▶ Source data

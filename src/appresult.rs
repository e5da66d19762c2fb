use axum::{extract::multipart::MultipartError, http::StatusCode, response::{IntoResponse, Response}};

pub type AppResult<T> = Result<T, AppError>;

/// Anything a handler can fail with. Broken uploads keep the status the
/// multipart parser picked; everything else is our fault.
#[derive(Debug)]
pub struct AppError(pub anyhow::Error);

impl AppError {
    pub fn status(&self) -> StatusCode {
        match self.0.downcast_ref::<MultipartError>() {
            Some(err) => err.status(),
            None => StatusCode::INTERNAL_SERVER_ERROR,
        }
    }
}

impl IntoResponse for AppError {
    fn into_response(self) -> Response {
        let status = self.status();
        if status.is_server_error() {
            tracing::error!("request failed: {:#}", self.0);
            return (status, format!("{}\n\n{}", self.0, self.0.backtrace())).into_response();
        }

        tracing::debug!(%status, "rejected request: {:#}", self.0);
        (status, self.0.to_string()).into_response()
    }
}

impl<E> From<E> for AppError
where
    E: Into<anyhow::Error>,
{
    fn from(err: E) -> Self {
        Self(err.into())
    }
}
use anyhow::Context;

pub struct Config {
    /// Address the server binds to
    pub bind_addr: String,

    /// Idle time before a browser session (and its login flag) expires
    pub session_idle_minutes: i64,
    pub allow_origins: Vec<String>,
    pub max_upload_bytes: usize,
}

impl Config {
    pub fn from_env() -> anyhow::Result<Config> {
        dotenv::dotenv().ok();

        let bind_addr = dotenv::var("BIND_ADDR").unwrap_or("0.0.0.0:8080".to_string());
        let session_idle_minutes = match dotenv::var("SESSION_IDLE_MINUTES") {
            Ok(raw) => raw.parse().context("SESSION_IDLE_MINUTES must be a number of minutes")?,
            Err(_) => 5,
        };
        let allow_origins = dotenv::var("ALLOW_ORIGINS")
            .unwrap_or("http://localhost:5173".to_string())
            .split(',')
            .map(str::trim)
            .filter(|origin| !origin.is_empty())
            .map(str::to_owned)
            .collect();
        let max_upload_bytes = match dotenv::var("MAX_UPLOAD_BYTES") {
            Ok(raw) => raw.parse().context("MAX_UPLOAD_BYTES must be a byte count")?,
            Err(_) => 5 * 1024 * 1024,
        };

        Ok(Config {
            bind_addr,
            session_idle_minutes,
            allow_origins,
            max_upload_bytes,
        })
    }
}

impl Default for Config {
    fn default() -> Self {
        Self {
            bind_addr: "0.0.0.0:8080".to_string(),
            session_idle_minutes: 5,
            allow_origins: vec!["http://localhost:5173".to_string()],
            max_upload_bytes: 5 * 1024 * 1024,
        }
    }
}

▶ Assignment
Say the number of lines in the entries that have the string "IntoResponse", and only that.

▶ Answer section
2